Sultan Cafe'den yine şikayet


Ayşen GÜR
Haberin Devamı

Geçen hafta Sultanahmet Meydanı'nda insanın kendini yabancı gibi hissettiğini anlatan bir yazı yazmıştım. Bir okuyucumuz da, buradaki Sultan Cafe'de turist olmayanlara ne kadar kaba davranıldığını, başından geçen bir olayla aktarmıştı.

Bir başka okuyucumuz, yine Sultan Cafe'de karşılaştığı davranışı anlatıyor bugün de:

‘‘Sultanahmet Meydanı'nı severim ve sık sık giderim. Doğal ve tarihi olarak kendimi rahat hissettiğim bir yer. Ancak, sizin de belirttiğiniz gibi kim zaman kendimi yabancı hissediyorum orada.

Geçen ay, yani ocak ayında bir arkadaşımızla Sultan Cafe'de buluşmak üzere sözleştik. Daha önce oraya hiç gitmemiştim ve ortam hoşuma gitti. Fakat, arkadaşımızın gelip gelmediğine bakmak için içer girdiğimizde bize hiç de kibarca davranılmadı. Hatta kardeşim, yukarıdaki kısma bakmak istediğinde izin verilmedi ve ‘yukarıda hiç Türk yok, bakamazsınız’ dendi. Yine de kardeşim kızdı ve yukarı çıktı. Arkadaşımızın gelmediğini öğrendik. Bir yere oturmak istedik, her yerin dolu olduğu söylendi ve boş masalar olduğu halde yer gösterilmedi. Biz dışarı çıkmak zorunda bırakıldık.

Sultanahmet Meydanı'nda ‘Türk’ olmak kötü bir şey. Onu öğrendim ve oldukça da üzüldüm.’’

Hizmet sektöründe müşteriler arasında turist-yerli ayırımı yapılması, en geri ülkelere mahsus bir özelliktir. Örneğin İspanyollar size Franco döneminde ülke turizm gelirlerine son derece muhtaçken, Akdeniz kıyılarındaki otellerde daracık yemek salonlarına tıkıldıklarını, buna karşılık yabancı turistlerin denize bakan geniş salonlarda ağırlandığını, hálá öfkeyle anlatabilirler. Döviz serbestisi olmayan ülkelerdeki ‘‘turistlere mahsus mağazalar’’ da sadece ülke halkının tüketim hakkını kısıtlamakla kalmaz, onurunu da zedeler.

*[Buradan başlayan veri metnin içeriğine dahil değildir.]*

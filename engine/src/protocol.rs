//! Wire types for the remote sync endpoints.
//!
//! - `GET /sync?version=<semver>` answers with [`CheckResponse`]
//! - `POST /sync` takes a [`FetchRequest`] and answers with [`FetchResponse`]

use crate::{Record, RecordId, VersionComparison};
use chrono::{DateTime, Utc};
use serde::{Deserialize, Serialize};

/// Query string of the update check.
#[derive(Debug, Clone, PartialEq, Eq, Serialize, Deserialize)]
pub struct CheckQuery {
    /// Version the client currently holds
    pub version: Option<String>,
}

/// Response of the update check.
#[derive(Debug, Clone, PartialEq, Eq, Serialize, Deserialize)]
#[serde(rename_all = "camelCase")]
pub struct CheckResponse {
    pub has_update: bool,
    /// Echo of the client version
    #[serde(default, skip_serializing_if = "Option::is_none")]
    pub current_version: Option<String>,
    #[serde(default)]
    pub latest_version: Option<String>,
    #[serde(default)]
    pub change_count: u64,
    #[serde(default, skip_serializing_if = "Option::is_none")]
    pub changelog: Option<Vec<String>>,
    #[serde(default, skip_serializing_if = "Option::is_none")]
    pub released_at: Option<DateTime<Utc>>,
}

impl CheckResponse {
    /// Interpret the response from the point of view of `current_version`.
    ///
    /// A missing latest version means the client is current.
    pub fn into_comparison(self, current_version: &str) -> VersionComparison {
        VersionComparison {
            has_update: self.has_update,
            current_version: current_version.to_string(),
            latest_version: self
                .latest_version
                .unwrap_or_else(|| current_version.to_string()),
            change_count: self.change_count,
            changelog: self.changelog,
        }
    }
}

/// Body of the download request.
#[derive(Debug, Clone, PartialEq, Eq, Serialize, Deserialize)]
#[serde(rename_all = "camelCase")]
pub struct FetchRequest {
    #[serde(default)]
    pub from_version: Option<String>,
    #[serde(default)]
    pub to_version: Option<String>,
}

impl FetchRequest {
    pub fn new(from_version: impl Into<String>, to_version: impl Into<String>) -> Self {
        Self {
            from_version: Some(from_version.into()),
            to_version: Some(to_version.into()),
        }
    }
}

/// Response of the download request.
#[derive(Debug, Clone, PartialEq, Serialize, Deserialize)]
#[serde(rename_all = "camelCase")]
pub struct FetchResponse {
    pub success: bool,
    #[serde(default)]
    pub version: Option<String>,
    /// Full set (full sync) or changed records (delta)
    #[serde(default)]
    pub faults: Vec<Record>,
    /// Ids removed since `fromVersion` (delta only)
    #[serde(default)]
    pub removed: Vec<RecordId>,
    #[serde(default)]
    pub is_full_sync: bool,
    #[serde(default, skip_serializing_if = "Option::is_none")]
    pub fault_count: Option<usize>,
    #[serde(default, skip_serializing_if = "Option::is_none")]
    pub error: Option<String>,
}

impl FetchResponse {
    /// A full snapshot of the dataset at `version`.
    pub fn full(version: impl Into<String>, faults: Vec<Record>) -> Self {
        Self {
            success: true,
            version: Some(version.into()),
            fault_count: Some(faults.len()),
            faults,
            removed: Vec::new(),
            is_full_sync: true,
            error: None,
        }
    }

    /// Changes between the client's version and `version`.
    pub fn delta(version: impl Into<String>, faults: Vec<Record>, removed: Vec<RecordId>) -> Self {
        Self {
            success: true,
            version: Some(version.into()),
            fault_count: Some(faults.len()),
            faults,
            removed,
            is_full_sync: false,
            error: None,
        }
    }

    /// A failed download.
    pub fn failure(message: impl Into<String>) -> Self {
        Self {
            success: false,
            version: None,
            faults: Vec::new(),
            removed: Vec::new(),
            is_full_sync: false,
            fault_count: None,
            error: Some(message.into()),
        }
    }
}
//! Publish handler - records a new dataset version from a change list.

use super::is_unique_violation;
use crate::db::{self, StoredVersion, UpdateAction};
use crate::error::{AppError, Result};
use crate::plan;
use chrono::Utc;
use faultsync_engine::{checksum_of_pairs, DatasetVersion, Record, RecordId};
use serde::Deserialize;
use sqlx::PgPool;

/// Request body for publishing a version.
#[derive(Debug, Deserialize)]
#[serde(rename_all = "camelCase")]
pub struct PublishRequest {
    /// Explicit version; defaults to a minor bump of the current one
    #[serde(default)]
    pub version: Option<String>,
    #[serde(default)]
    pub changelog: Vec<String>,
    /// Records to insert or replace
    #[serde(default)]
    pub upserts: Vec<Record>,
    /// Ids to delete
    #[serde(default)]
    pub removed: Vec<RecordId>,
}

/// Apply a change list and make it the current version.
///
/// Records, change log and version row are written in one transaction.
pub async fn handle_publish(pool: &PgPool, request: PublishRequest) -> Result<DatasetVersion> {
    if request.upserts.is_empty() && request.removed.is_empty() {
        return Err(AppError::BadRequest("No changes to publish".to_string()));
    }

    let upserts: Vec<Record> = request.upserts.into_iter().map(Record::seal).collect();
    for record in &upserts {
        record.validate()?;
    }

    let mut tx = pool.begin().await?;

    let current = db::get_current_version(&mut *tx).await?;
    let version = plan::next_version(
        current.as_ref().map(|v| v.version.as_str()),
        request.version.as_deref(),
    )
    .map_err(AppError::Conflict)?;

    for record in &upserts {
        db::upsert_record(&mut *tx, record).await?;
    }
    let mut removed = Vec::new();
    for id in &request.removed {
        if db::delete_record(&mut *tx, id).await? {
            removed.push(id);
        }
    }

    let checksums = db::get_record_checksums(&mut *tx).await?;
    let stored = StoredVersion {
        version,
        change_count: (upserts.len() + removed.len()) as i64,
        record_count: checksums.len() as i64,
        checksum: checksum_of_pairs(checksums.iter().map(|(id, c)| (id.as_str(), c.as_str()))),
        changelog: request.changelog,
        released_at: Utc::now(),
        is_current: true,
    };

    db::insert_current_version(&mut *tx, &stored)
        .await
        .map_err(|e| {
            if is_unique_violation(&e) {
                AppError::Conflict(format!("Version {} was published concurrently", stored.version))
            } else {
                e.into()
            }
        })?;

    for record in &upserts {
        db::insert_update(
            &mut *tx,
            &stored.version,
            &record.id,
            UpdateAction::Upsert,
            Some(&record.payload),
        )
        .await?;
    }
    for id in removed {
        db::insert_update(&mut *tx, &stored.version, id, UpdateAction::Remove, None).await?;
    }

    tx.commit().await?;

    tracing::info!(
        version = %stored.version,
        changes = stored.change_count,
        records = stored.record_count,
        checksum = %stored.checksum,
        "Published dataset version"
    );

    Ok(stored.to_dataset_version())
}
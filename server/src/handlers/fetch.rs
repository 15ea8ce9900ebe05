//! Fetch handler - serves the dataset or the changes since a version.

use super::current_or_seed;
use crate::db;
use crate::error::Result;
use crate::plan;
use faultsync_engine::{FetchRequest, FetchResponse};
use sqlx::PgPool;

/// Process a download request.
///
/// The response always brings the client to the current version; an older
/// `toVersion` is not served. Clients below `min_delta` get a full snapshot.
pub async fn handle_fetch(
    pool: &PgPool,
    request: FetchRequest,
    min_delta: &str,
) -> Result<FetchResponse> {
    let current = current_or_seed(pool).await?;

    if let Some(requested) = request.to_version.as_deref() {
        if requested != current.version {
            tracing::debug!(requested, serving = %current.version, "Serving current version");
        }
    }

    let versions = db::list_versions(pool).await?;
    let oldest = plan::oldest_version(&versions);

    let from = match request.from_version.as_deref() {
        Some(from) if !plan::needs_full_sync(Some(from), oldest, min_delta) => from,
        _ => {
            let faults = db::get_all_records(pool).await?;
            tracing::info!(
                from = ?request.from_version,
                version = %current.version,
                count = faults.len(),
                "Serving full snapshot"
            );
            return Ok(FetchResponse::full(current.version, faults));
        }
    };

    let range = plan::versions_between(&versions, from, &current.version);
    let updates = db::get_updates_for_versions(pool, &range).await?;
    let (faults, removed) = plan::collapse_updates(&updates);

    tracing::info!(
        from,
        version = %current.version,
        versions = range.len(),
        upserts = faults.len(),
        removed = removed.len(),
        "Serving delta"
    );

    Ok(FetchResponse::delta(current.version, faults, removed))
}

Turizm ne kadar ‘‘iyi’’ bir şey olursa olsun, turist dövizi dilenmek ve bu döviz uğruna kendi vatandaşlarını kovalamak aşağılık bir davranıştır.

Böyle davranan oteller ve lokantalar hiçbir ülkeye yakışmaz. Bize de!

Parkomatçılar için uyarı

Dünkü gazetemizde yer alan bir haberde Nişantaşı'nda parkomatların kapanma saati olan 19.30'dan sonra otopark çetesinin arabalarını parkeden insanlardan para almaya devam ettikleri anlatılıyordu.

Şişli Belediye Başkanı Mustafa Sarıgül, bir açıklama yaparak bunun yasal olmadığını ve şikayetlerin belediyeye bildirilmesi gerektiğini söyledi (açıklama ve telefon numaraları 2. sayfada).

Parkomatlı sokaklara otomobillerini parkeden araç sürücüleri şikayetlerini belediyeye mutlaka bildirmeli. Aksi takdirde gerek parkomatçıların gerek çetelerin küstahlığı her geçen gün daha da artacaktır.